Maybe you should get advice from someone at the Uni, in charge of all societies, to advise you how best to handle this. Then at least you are covered.
She does sound a pain, but I am wondering whether you have the right approach to this society inasmuch as you talk about it being your team and directing people. Given that, I assume, everyone there is a volunteer and you are all on an equal level, you may do better approaching it on a more co-operative basis, so that you secure everyone's agreement to a particular method of dealing with things rather than directing them on it.
I think you've done exactly the right thing. Is this idiot going to contact the people she complained to? Probably not. She should be resigning, not you.

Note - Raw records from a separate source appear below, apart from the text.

//! The Rust representation of a JavaScript object.
//!
//! Every object variant shares a common header: an ordered property table,
//! a prototype slot, an extensibility flag and a table of named internal
//! slots. The [`ObjectData`] tag carries the variant specific state.

use crate::{
    bigint::JsBigInt,
    builtins::{
        array::array_iterator::ArrayIterator,
        function::{arguments::Arguments, Function},
        generator::GeneratorContext,
        map::{map_iterator::MapIterator, ordered_map::OrderedMap},
        promise::Promise,
        proxy::Proxy,
        set::set_iterator::SetIterator,
    },
    error::NativeErrorKind,
    gc::{Cell, Finalize, Gc, Trace},
    module::ModuleRecord,
    property::{DataDescriptor, PropertyDescriptor, PropertyKey},
    string::JsString,
    symbol::JsSymbol,
    value::JsValue,
};
use rustc_hash::FxHashMap;
use std::{
    any::Any,
    fmt::{self, Debug, Display},
};

mod internal_methods;
mod jsobject;
mod property_map;

pub use jsobject::JsObject;
pub use property_map::PropertyMap;

/// Static `prototype`, usually set on constructors as a key to point to
/// their respective prototype object.
pub static PROTOTYPE: &str = "prototype";

/// This trait allows Rust types to be passed around as opaque host objects.
///
/// It is automatically implemented when a type implements `Debug`, `Any`
/// and `Trace`. This is the extension point for host-provided builtins
/// (Date, RegExp, typed arrays, weak collections and friends).
pub trait NativeObject: Debug + Any + Trace {
    /// Convert the Rust type which implements `NativeObject` to a `&dyn Any`.
    fn as_any(&self) -> &dyn Any;

    /// Convert the Rust type which implements `NativeObject` to a `&mut dyn Any`.
    fn as_mut_any(&mut self) -> &mut dyn Any;
}

impl<T: Any + Debug + Trace> NativeObject for T {
    #[inline]
    fn as_any(&self) -> &dyn Any {
        self as &dyn Any
    }

    #[inline]
    fn as_mut_any(&mut self) -> &mut dyn Any {
        self as &mut dyn Any
    }
}

/// The internal representation of a JavaScript object.
#[derive(Debug, Trace, Finalize)]
pub struct Object {
    /// The type of the object.
    pub data: ObjectData,
    /// The ordered property table.
    properties: PropertyMap,
    /// Instance prototype, `__proto__`: another object or null.
    prototype: JsValue,
    /// Whether it can have new properties added to it.
    extensible: bool,
    /// Untyped named storage for engine internal state.
    internal_slots: FxHashMap<JsString, JsValue>,
}

/// Defines the different kinds of objects.
#[derive(Debug, Trace, Finalize)]
pub enum ObjectData {
    Ordinary,
    Array,
    ArrayIterator(ArrayIterator),
    Arguments(Arguments),
    BigInt(JsBigInt),
    Boolean(bool),
    Error(NativeErrorKind),
    Function(Function),
    Generator(Gc<Cell<GeneratorContext>>),
    Global,
    Map(OrderedMap<JsValue>),
    MapIterator(MapIterator),
    ModuleNamespace(Gc<Cell<ModuleRecord>>),
    NativeObject(Box<dyn NativeObject>),
    Number(f64),
    Promise(Promise),
    Proxy(Proxy),
    Set(OrderedMap<()>),
    SetIterator(SetIterator),
    String(JsString),
    Symbol(JsSymbol),
}

impl Display for ObjectData {
    fn fmt(&self, f: &mut fmt::Formatter<'_>) -> fmt::Result {
        write!(
            f,
            "{}",
            match self {
                Self::Ordinary => "Ordinary",
                Self::Array => "Array",
                Self::ArrayIterator(_) => "ArrayIterator",
                Self::Arguments(_) => "Arguments",
                Self::BigInt(_) => "BigInt",
                Self::Boolean(_) => "Boolean",
                Self::Error(_) => "Error",
                Self::Function(_) => "Function",
                Self::Generator(_) => "Generator",
                Self::Global => "Global",
                Self::Map(_) => "Map",
                Self::MapIterator(_) => "MapIterator",
                Self::ModuleNamespace(_) => "Module",
                Self::NativeObject(_) => "NativeObject",
                Self::Number(_) => "Number",
                Self::Promise(_) => "Promise",
                Self::Proxy(_) => "Proxy",
                Self::Set(_) => "Set",
                Self::SetIterator(_) => "SetIterator",
                Self::String(_) => "String",
                Self::Symbol(_) => "Symbol",
            }
        )
    }
}

impl Default for Object {
    /// Return a new `Object`, with `data` set to `Ordinary`.
    #[inline]
    fn default() -> Self {
        Self {
            data: ObjectData::Ordinary,
            properties: PropertyMap::default(),
            prototype: JsValue::Null,
            extensible: true,
            internal_slots: FxHashMap::default(),
        }
    }
}

impl Object {
    #[inline]
    pub fn new() -> Self {
        Default::default()
    }

    /// `OrdinaryObjectCreate`: a plain object with the given prototype.
    #[inline]
    pub fn create(proto: JsValue) -> Self {
        let mut object = Self::default();
        object.prototype = proto;
        object
    }

    /// Return a new function object with the given prototype.
    #[inline]
    pub fn function(function: Function, prototype: JsValue) -> Self {
        let mut object = Self::create(prototype);
        object.data = ObjectData::Function(function);
        object
    }

    /// Create a new native object of type `T`.
    #[inline]
    pub fn native_object<T>(value: T) -> Self
    where
        T: NativeObject,
    {
        let mut object = Self::default();
        object.data = ObjectData::NativeObject(Box::new(value));
        object
    }

    /// Checks if it is an `Array` object.
    #[inline]
    pub fn is_array(&self) -> bool {
        matches!(self.data, ObjectData::Array)
    }

    /// Checks if it is a `Function` object.
    #[inline]
    pub fn is_function(&self) -> bool {
        matches!(self.data, ObjectData::Function(_))
    }

    #[inline]
    pub fn as_function(&self) -> Option<&Function> {
        match self.data {
            ObjectData::Function(ref function) => Some(function),
            _ => None,
        }
    }

    /// Checks if it is a `String` wrapper object.
    #[inline]
    pub fn is_string(&self) -> bool {
        matches!(self.data, ObjectData::String(_))
    }

    #[inline]
    pub fn as_string(&self) -> Option<JsString> {
        match self.data {
            ObjectData::String(ref string) => Some(string.clone()),
            _ => None,
        }
    }

    /// Checks if it is a `Symbol` wrapper object.
    #[inline]
    pub fn as_symbol(&self) -> Option<JsSymbol> {
        match self.data {
            ObjectData::Symbol(ref symbol) => Some(symbol.clone()),
            _ => None,
        }
    }

    /// Checks if it is an `Error` object.
    #[inline]
    pub fn is_error(&self) -> bool {
        matches!(self.data, ObjectData::Error(_))
    }

    #[inline]
    pub fn as_boolean(&self) -> Option<bool> {
        match self.data {
            ObjectData::Boolean(boolean) => Some(boolean),
            _ => None,
        }
    }

    #[inline]
    pub fn as_number(&self) -> Option<f64> {
        match self.data {
            ObjectData::Number(number) => Some(number),
            _ => None,
        }
    }

    #[inline]
    pub fn as_bigint(&self) -> Option<JsBigInt> {
        match self.data {
            ObjectData::BigInt(ref bigint) => Some(bigint.clone()),
            _ => None,
        }
    }

    /// Checks if it is a `Proxy` object.
    #[inline]
    pub fn is_proxy(&self) -> bool {
        matches!(self.data, ObjectData::Proxy(_))
    }

    #[inline]
    pub fn as_proxy(&self) -> Option<&Proxy> {
        match self.data {
            ObjectData::Proxy(ref proxy) => Some(proxy),
            _ => None,
        }
    }

    #[inline]
    pub fn as_map_ref(&self) -> Option<&OrderedMap<JsValue>> {
        match self.data {
            ObjectData::Map(ref map) => Some(map),
            _ => None,
        }
    }

    #[inline]
    pub fn as_map_mut(&mut self) -> Option<&mut OrderedMap<JsValue>> {
        match &mut self.data {
            ObjectData::Map(map) => Some(map),
            _ => None,
        }
    }

    #[inline]
    pub fn as_set_ref(&self) -> Option<&OrderedMap<()>> {
        match self.data {
            ObjectData::Set(ref set) => Some(set),
            _ => None,
        }
    }

    #[inline]
    pub fn as_set_mut(&mut self) -> Option<&mut OrderedMap<()>> {
        match &mut self.data {
            ObjectData::Set(set) => Some(set),
            _ => None,
        }
    }

    /// Returns the properties of the object.
    #[inline]
    pub fn properties(&self) -> &PropertyMap {
        &self.properties
    }

    #[inline]
    pub(crate) fn properties_mut(&mut self) -> &mut PropertyMap {
        &mut self.properties
    }

    /// Helper function for property insertion without validation.
    #[inline]
    pub(crate) fn insert<K, P>(&mut self, key: K, property: P) -> Option<PropertyDescriptor>
    where
        K: Into<PropertyKey>,
        P: Into<PropertyDescriptor>,
    {
        self.properties.insert(&key.into(), property.into())
    }

    /// Helper function for property removal.
    #[inline]
    pub(crate) fn remove_property(&mut self, key: &PropertyKey) -> Option<PropertyDescriptor> {
        self.properties.remove(key)
    }

    /// Inserts a data property with the given attributes, without
    /// validation.
    #[inline]
    pub(crate) fn insert_property<K, V>(
        &mut self,
        key: K,
        value: V,
        attribute: crate::property::Attribute,
    ) -> Option<PropertyDescriptor>
    where
        K: Into<PropertyKey>,
        V: Into<JsValue>,
    {
        self.insert(key.into(), DataDescriptor::new(value, attribute))
    }

    /// Returns the prototype slot, an object or null.
    #[inline]
    pub fn prototype(&self) -> &JsValue {
        &self.prototype
    }

    /// Sets the prototype slot without any validity checks.
    ///
    /// Callers go through `JsObject::set_prototype_of` for the checked
    /// variant that enforces the acyclic chain invariant.
    #[inline]
    pub fn set_prototype(&mut self, prototype: JsValue) {
        debug_assert!(prototype.is_object() || prototype.is_null());
        self.prototype = prototype;
    }

    /// Check if it is extensible.
    #[inline]
    pub fn is_extensible(&self) -> bool {
        self.extensible
    }

    /// Disable extensibility.
    #[inline]
    pub fn prevent_extensions(&mut self) {
        self.extensible = false;
    }

    /// Reads a named internal slot.
    #[inline]
    pub fn get_internal_slot(&self, name: &str) -> Option<JsValue> {
        self.internal_slots.get(name).cloned()
    }

    /// Writes a named internal slot.
    #[inline]
    pub fn set_internal_slot<N>(&mut self, name: N, value: JsValue)
    where
        N: Into<JsString>,
    {
        self.internal_slots.insert(name.into(), value);
    }

    /// Checks for a named internal slot.
    #[inline]
    pub fn has_internal_slot(&self, name: &str) -> bool {
        self.internal_slots.contains_key(name)
    }
}
//! Human readable display for values, used by embedders and error
//! messages. Not `toString` semantics: strings are quoted and objects are
//! summarized shallowly.

use super::JsValue;
use crate::{builtins::number::Number, object::ObjectData, property::PropertyKey};
use std::fmt::{self, Display};

/// A wrapper to display a `JsValue`.
#[derive(Debug)]
pub struct ValueDisplay<'a> {
    pub(crate) value: &'a JsValue,
}

fn display_value(value: &JsValue, f: &mut fmt::Formatter<'_>, depth: usize) -> fmt::Result {
    match value {
        JsValue::Null => write!(f, "null"),
        JsValue::Undefined => write!(f, "undefined"),
        JsValue::Boolean(v) => write!(f, "{}", v),
        JsValue::Integer(v) => write!(f, "{}", v),
        JsValue::Rational(v) => write!(f, "{}", Number::to_native_string(*v)),
        JsValue::BigInt(ref num) => write!(f, "{}n", num),
        JsValue::String(ref v) => {
            if depth == 0 {
                write!(f, "{}", v)
            } else {
                write!(f, "\"{}\"", v)
            }
        }
        JsValue::Symbol(ref symbol) => write!(f, "{}", symbol),
        JsValue::Object(ref object) => {
            if object.is_callable() {
                let name = object
                    .borrow()
                    .properties()
                    .get(&PropertyKey::from("name"))
                    .map(|prop| prop.value_or_undefined())
                    .and_then(|value| value.as_string().cloned());
                return match name {
                    Some(name) if !name.is_empty() => write!(f, "[Function: {}]", name),
                    _ => write!(f, "[Function]"),
                };
            }
            if depth > 1 {
                let summary = match object.borrow().data {
                    ObjectData::Array => "[Array]",
                    _ => "[Object]",
                };
                return write!(f, "{}", summary);
            }
            if object.is_array() {
                let length = object
                    .borrow()
                    .properties()
                    .get(&PropertyKey::from("length"))
                    .map(|prop| prop.value_or_undefined())
                    .and_then(|value| value.as_number())
                    .unwrap_or(0.0) as u32;
                write!(f, "[")?;
                for index in 0..length {
                    if index != 0 {
                        write!(f, ",")?;
                    }
                    let element = object
                        .borrow()
                        .properties()
                        .get(&PropertyKey::Index(index))
                        .map(|prop| prop.value_or_undefined())
                        .unwrap_or_default();
                    write!(f, " ")?;
                    display_value(&element, f, depth + 1)?;
                }
                return write!(f, " ]");
            }

            let keys: Vec<PropertyKey> = object.borrow().properties().keys().collect();
            write!(f, "{{")?;
            let mut first = true;
            for key in keys {
                let property = object.borrow().properties().get(&key).cloned();
                if let Some(property) = property {
                    if !first {
                        write!(f, ",")?;
                    }
                    first = false;
                    write!(f, " {}: ", key)?;
                    display_value(&property.value_or_undefined(), f, depth + 1)?;
                }
            }
            write!(f, " }}")
        }
    }
}

impl Display for ValueDisplay<'_> {
    fn fmt(&self, f: &mut fmt::Formatter<'_>) -> fmt::Result {
        display_value(self.value, f, 0)
    }
}
/// Assignment to an identifier through the scope chain. Creates a global
/// binding in sloppy mode, errors in strict mode.
pub(crate) fn assign_identifier(
    name: &str,
    value: JsValue,
    context: &mut Context,
) -> JsResult<()> {
    match environment::lookup(&context.lexical_environment(), name) {
        Some(environment) => {
            let result = environment.borrow_mut().set_binding_value(name, value);
            result.map_err(|err| environment_error(err, context))
        }
        None if context.strict() => {
            context.throw_reference_error(format!("{} is not defined", name))
        }
        None => {
            let global = context.global_environment();
            let result = global.borrow_mut().create_binding(
                name.into(),
                BindingKind::Var,
                Some(value),
            );
            result.map_err(|err| environment_error(err, context))
        }
    }
}

pub(super) fn array_literal(array: &ArrayDecl, context: &mut Context) -> JsResult<JsValue> {
    let _timer = Profiler::global().start_event("ArrayDecl", "exec");
    let result = Array::new_array(context, 0);
    let result_object = result.as_object().expect("new arrays are objects").clone();
    let mut index: u32 = 0;

    for element in array.as_ref() {
        match element {
            // An elision leaves a hole: the index advances, the slot stays
            // absent.
            Node::Empty => index += 1,
            Node::Spread(spread) => {
                let iterable = spread.val().run(context)?;
                let iterator = get_iterator(&iterable, context)?;
                loop {
                    let next = iterator.next(None, context)?;
                    if next.done {
                        break;
                    }
                    result_object.create_data_property(index, next.value, context)?;
                    index += 1;
                }
            }
            element => {
                let value = element.run(context)?;
                result_object.create_data_property(index, value, context)?;
                index += 1;
            }
        }
    }

    // Trailing holes still count towards the length.
    result.set_field("length", index, false, context)?;
    Ok(result)
}
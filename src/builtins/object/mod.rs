//! The `Object` builtin: the constructor, the reflection statics programs
//! lean on constantly, and the base prototype methods.

use crate::{
    builtins::function::make_builtin_fn,
    object::{JsObject, Object as ObjectInternal},
    property::{Attribute, PropertyDescriptor, PropertyKey},
    value::JsValue,
    Context, JsResult, Profiler,
};

#[derive(Debug, Clone, Copy)]
pub(crate) struct Object;

impl Object {
    pub(crate) fn constructor(
        _new_target: &JsValue,
        args: &[JsValue],
        context: &mut Context,
    ) -> JsResult<JsValue> {
        match args.first() {
            None | Some(JsValue::Undefined) | Some(JsValue::Null) => {
                Ok(JsValue::new_object(context))
            }
            Some(value) => Ok(value.to_object(context)?.into()),
        }
    }

    fn first_as_object(
        args: &[JsValue],
        context: &mut Context,
    ) -> JsResult<JsObject> {
        match args.first().and_then(JsValue::as_object) {
            Some(object) => Ok(object.clone()),
            None => context.throw_type_error("argument is not an object"),
        }
    }

    /// `Object.keys(target)`: own enumerable string keys.
    fn keys(_this: &JsValue, args: &[JsValue], context: &mut Context) -> JsResult<JsValue> {
        let object = match args.first() {
            Some(value) => value.to_object(context)?,
            None => return context.throw_type_error("cannot convert undefined to object"),
        };
        let mut keys = Vec::new();
        for key in object.own_property_keys(context)? {
            if matches!(key, PropertyKey::Symbol(_)) {
                continue;
            }
            let enumerable = object
                .get_own_property(&key, context)?
                .map(|descriptor| descriptor.enumerable())
                .unwrap_or(false);
            if enumerable {
                keys.push(JsValue::string(
                    key.as_js_string().expect("non-symbol key"),
                ));
            }
        }
        Ok(crate::builtins::array::Array::from_values(&keys, context))
    }

    /// `Object.getOwnPropertyNames(target)`.
    fn get_own_property_names(
        _this: &JsValue,
        args: &[JsValue],
        context: &mut Context,
    ) -> JsResult<JsValue> {
        let object = match args.first() {
            Some(value) => value.to_object(context)?,
            None => return context.throw_type_error("cannot convert undefined to object"),
        };
        let mut keys = Vec::new();
        for key in object.own_property_keys(context)? {
            if let Some(name) = key.as_js_string() {
                keys.push(JsValue::string(name));
            }
        }
        Ok(crate::builtins::array::Array::from_values(&keys, context))
    }

    /// `Object.defineProperty(target, key, descriptor)`.
    fn define_property(
        _this: &JsValue,
        args: &[JsValue],
        context: &mut Context,
    ) -> JsResult<JsValue> {
        let object = Self::first_as_object(args, context)?;
        let key = args
            .get(1)
            .cloned()
            .unwrap_or_default()
            .to_property_key(context)?;
        let descriptor = PropertyDescriptor::from_value(
            &args.get(2).cloned().unwrap_or_default(),
            context,
        )?;
        object.define_property_or_throw(key, descriptor, context)?;
        Ok(args.first().cloned().unwrap_or_default())
    }

    /// `Object.getOwnPropertyDescriptor(target, key)`.
    fn get_own_property_descriptor(
        _this: &JsValue,
        args: &[JsValue],
        context: &mut Context,
    ) -> JsResult<JsValue> {
        let object = match args.first() {
            Some(value) => value.to_object(context)?,
            None => return context.throw_type_error("cannot convert undefined to object"),
        };
        let key = args
            .get(1)
            .cloned()
            .unwrap_or_default()
            .to_property_key(context)?;
        match object.get_own_property(&key, context)? {
            Some(descriptor) => Ok(descriptor.to_value(context)),
            None => Ok(JsValue::undefined()),
        }
    }

    /// `Object.getPrototypeOf(target)`.
    fn get_prototype_of(
        _this: &JsValue,
        args: &[JsValue],
        context: &mut Context,
    ) -> JsResult<JsValue> {
        let object = match args.first() {
            Some(value) => value.to_object(context)?,
            None => return context.throw_type_error("cannot convert undefined to object"),
        };
        object.get_prototype_of(context)
    }

    /// `Object.setPrototypeOf(target, proto)`.
    fn set_prototype_of(
        _this: &JsValue,
        args: &[JsValue],
        context: &mut Context,
    ) -> JsResult<JsValue> {
        let object = Self::first_as_object(args, context)?;
        let proto = args.get(1).cloned().unwrap_or_default();
        if !object.set_prototype_of(proto, context)? {
            return context.throw_type_error("could not set prototype");
        }
        Ok(args.first().cloned().unwrap_or_default())
    }

    /// `Object.create(proto[, properties])`.
    fn create(_this: &JsValue, args: &[JsValue], context: &mut Context) -> JsResult<JsValue> {
        let proto = args.first().cloned().unwrap_or_default();
        if !proto.is_object() && !proto.is_null() {
            return context
                .throw_type_error("Object prototype may only be an object or null");
        }
        let object = JsValue::object(ObjectInternal::create(proto));
        if let Some(properties) = args.get(1) {
            if !properties.is_undefined() {
                let target = object.as_object().expect("just created").clone();
                let source = properties.to_object(context)?;
                for key in source.own_property_keys(context)? {
                    let descriptor_value = properties.get_field(key.clone(), context)?;
                    let descriptor =
                        PropertyDescriptor::from_value(&descriptor_value, context)?;
                    target.define_property_or_throw(key, descriptor, context)?;
                }
            }
        }
        Ok(object)
    }

    /// `Object.assign(target, ...sources)`.
    fn assign(_this: &JsValue, args: &[JsValue], context: &mut Context) -> JsResult<JsValue> {
        let target = match args.first() {
            Some(value) => value.to_object(context)?,
            None => return context.throw_type_error("cannot convert undefined to object"),
        };
        for source in args.get(1..).unwrap_or_default() {
            if source.is_null_or_undefined() {
                continue;
            }
            let from = source.to_object(context)?;
            for key in from.own_property_keys(context)? {
                let enumerable = from
                    .get_own_property(&key, context)?
                    .map(|descriptor| descriptor.enumerable())
                    .unwrap_or(false);
                if !enumerable {
                    continue;
                }
                let value = source.get_field(key.clone(), context)?;
                target.set(key, value, target.clone().into(), context)?;
            }
        }
        Ok(target.into())
    }

    /// `Object.freeze(target)`: non-extensible plus every own property
    /// non-configurable and (for data) non-writable.
    fn freeze(_this: &JsValue, args: &[JsValue], context: &mut Context) -> JsResult<JsValue> {
        let object = match args.first().and_then(JsValue::as_object) {
            Some(object) => object.clone(),
            None => return Ok(args.first().cloned().unwrap_or_default()),
        };
        object.prevent_extensions(context)?;
        let keys = object.own_property_keys(context)?;
        for key in keys {
            let updated = {
                let object_ref = object.borrow();
                object_ref.properties().get(&key).cloned()
            };
            if let Some(descriptor) = updated {
                let frozen: PropertyDescriptor = match descriptor {
                    PropertyDescriptor::Data(ref data) => {
                        let mut attributes = data.attributes();
                        attributes.set_writable(false);
                        attributes.set_configurable(false);
                        crate::property::DataDescriptor::new(data.value(), attributes).into()
                    }
                    PropertyDescriptor::Accessor(ref accessor) => {
                        let mut attributes = accessor.attributes();
                        attributes.set_configurable(false);
                        crate::property::AccessorDescriptor::new(
                            accessor.getter().cloned(),
                            accessor.setter().cloned(),
                            attributes,
                        )
                        .into()
                    }
                };
                object.borrow_mut().insert(key, frozen);
            }
        }
        Ok(args.first().cloned().unwrap_or_default())
    }

    /// `Object.preventExtensions(target)`.
    fn prevent_extensions(
        _this: &JsValue,
        args: &[JsValue],
        context: &mut Context,
    ) -> JsResult<JsValue> {
        if let Some(object) = args.first().and_then(JsValue::as_object) {
            object.clone().prevent_extensions(context)?;
        }
        Ok(args.first().cloned().unwrap_or_default())
    }

    /// `Object.isExtensible(target)`.
    fn is_extensible(
        _this: &JsValue,
        args: &[JsValue],
        context: &mut Context,
    ) -> JsResult<JsValue> {
        match args.first().and_then(JsValue::as_object) {
            Some(object) => Ok(JsValue::boolean(object.clone().is_extensible(context)?)),
            None => Ok(JsValue::boolean(false)),
        }
    }

    /// `Object.prototype.hasOwnProperty(key)`.
    fn has_own_property(
        this: &JsValue,
        args: &[JsValue],
        context: &mut Context,
    ) -> JsResult<JsValue> {
        let key = args
            .first()
            .cloned()
            .unwrap_or_default()
            .to_property_key(context)?;
        let object = this.to_object(context)?;
        Ok(JsValue::boolean(
            object.get_own_property(&key, context)?.is_some(),
        ))
    }

    /// `Object.prototype.toString()`.
    fn to_string(this: &JsValue, _args: &[JsValue], _context: &mut Context) -> JsResult<JsValue> {
        let tag = match this {
            JsValue::Undefined => "Undefined",
            JsValue::Null => "Null",
            JsValue::Object(object) => {
                if object.is_array() {
                    "Array"
                } else if object.is_callable() {
                    "Function"
                } else {
                    match object.borrow().data {
                        crate::object::ObjectData::Error(_) => "Error",
                        crate::object::ObjectData::Boolean(_) => "Boolean",
                        crate::object::ObjectData::Number(_) => "Number",
                        crate::object::ObjectData::String(_) => "String",
                        crate::object::ObjectData::Arguments(_) => "Arguments",
                        _ => "Object",
                    }
                }
            }
            _ => "Object",
        };
        Ok(JsValue::string(format!("[object {}]", tag)))
    }

    /// `Object.prototype.valueOf()`.
    fn value_of(this: &JsValue, _args: &[JsValue], context: &mut Context) -> JsResult<JsValue> {
        Ok(this.to_object(context)?.into())
    }

    /// `Object.prototype.isPrototypeOf(value)`.
    fn is_prototype_of(
        this: &JsValue,
        args: &[JsValue],
        context: &mut Context,
    ) -> JsResult<JsValue> {
        let target = this.to_object(context)?;
        let mut current = match args.first().and_then(JsValue::as_object) {
            Some(object) => object.clone(),
            None => return Ok(JsValue::boolean(false)),
        };
        loop {
            let parent = current.get_prototype_of(context)?;
            match parent.as_object() {
                Some(parent) => {
                    if JsObject::ptr_eq(parent, &target) {
                        return Ok(JsValue::boolean(true));
                    }
                    current = parent.clone();
                }
                None => return Ok(JsValue::boolean(false)),
            }
        }
    }

    pub(crate) fn init(context: &mut Context) {
        let _timer = Profiler::global().start_event("object", "init");

        let constructor = context.standard_objects().object_object().constructor();
        make_builtin_fn(Self::keys, "keys", &constructor, 1, context);
        make_builtin_fn(
            Self::get_own_property_names,
            "getOwnPropertyNames",
            &constructor,
            1,
            context,
        );
        make_builtin_fn(Self::define_property, "defineProperty", &constructor, 3, context);
        make_builtin_fn(
            Self::get_own_property_descriptor,
            "getOwnPropertyDescriptor",
            &constructor,
            2,
            context,
        );
        make_builtin_fn(Self::get_prototype_of, "getPrototypeOf", &constructor, 1, context);
        make_builtin_fn(Self::set_prototype_of, "setPrototypeOf", &constructor, 2, context);
        make_builtin_fn(Self::create, "create", &constructor, 2, context);
        make_builtin_fn(Self::assign, "assign", &constructor, 2, context);
        make_builtin_fn(Self::freeze, "freeze", &constructor, 1, context);
        make_builtin_fn(
            Self::prevent_extensions,
            "preventExtensions",
            &constructor,
            1,
            context,
        );
        make_builtin_fn(Self::is_extensible, "isExtensible", &constructor, 1, context);

        let prototype = context.standard_objects().object_object().prototype();
        make_builtin_fn(Self::has_own_property, "hasOwnProperty", &prototype, 1, context);
        make_builtin_fn(Self::to_string, "toString", &prototype, 0, context);
        make_builtin_fn(Self::value_of, "valueOf", &prototype, 0, context);
        make_builtin_fn(Self::is_prototype_of, "isPrototypeOf", &prototype, 1, context);

        let global = context.global_object();
        global.borrow_mut().insert_property(
            "Object",
            constructor,
            Attribute::WRITABLE | Attribute::CONFIGURABLE,
        );
    }
}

I totally disagree with those PP saying you've been heavy handed, it's not business and so on.
Fwiw there is nearly always someone like this in a society/club. You could try having a conversation with her and finding out what the issue really is, if this were a team member at work you probably would.
It's Social Work so anti oppressive practice is really important. I had to say something as the other execs were complaining and this person was not listening and she is very dominant. I had tried to even things out in meetings using restorative approaches ( i am qualified in Restorative Justice so use reflection to assess my own behaviour frequently). She also had a number of tasks associated with her role that she didn't complete,and refused to sit and have a chat with me. I am at a loss as to how I have been patronising in any way and only stepped in when she had caused issues and at the request of others.
Are the rest of the committee recent school leavers? I completed a degree in an AHP subject in my mid 30s. Virtually everyone else was just out of school. They all drove me nuts, it made me realise that I was no longer young.
If I'd attempted to manage my course mates or attempted peer assisted learning of that nature, I would have been told quite firmly to sod off.
I just kept my head down and got on with the course. I was glad when it was over.
sounds like a nightmare to be honest when someone is given a specific direction they do the total opposite?
hang in there you have all the proof they are in the wrong
If she's driving everyone mad, not doing what she's told and ballsing stuff up, why not just boot her off the committee? It's a club, not the workplace, you're not all forced to work with her.
Oh moops are you the unhinged woman? Your post was really aggressive.
I knew it was a social work degree.
Don't resign but work through it with her. This is perfect experience for working in challenging situations. You will come across this every day in your working life, no matter what area you go into.
No, don't resign - she is trying to bully and intimidate you. You must have the paper (email) trail of everything she's been doing, minutes from meetings proving what she should be doing and what she isn't, and possibly other society members will back you up if she's that antagonising? (I'm sure they could do it without having their names released beyond any relevant meetings if necessary). So get your ducks in a row and be ready to defend yourself if it should come to any panel meeting. Don't let her do this to you and the society in general.
I'm with Haybales. She sounds a complete nightmare and I certainly don't think you bullied her, but you don't really have any right to tell her what to do. Trying to manage her will just have escalated her behaviour because she is that sort of (extremely annoying) person.
I'm surprised that you're surprised tbh. If you have been in work for 20 years, especially in the social care sector, you have surely come across this sort of dynamic before?
PS I don't think you need to resign though.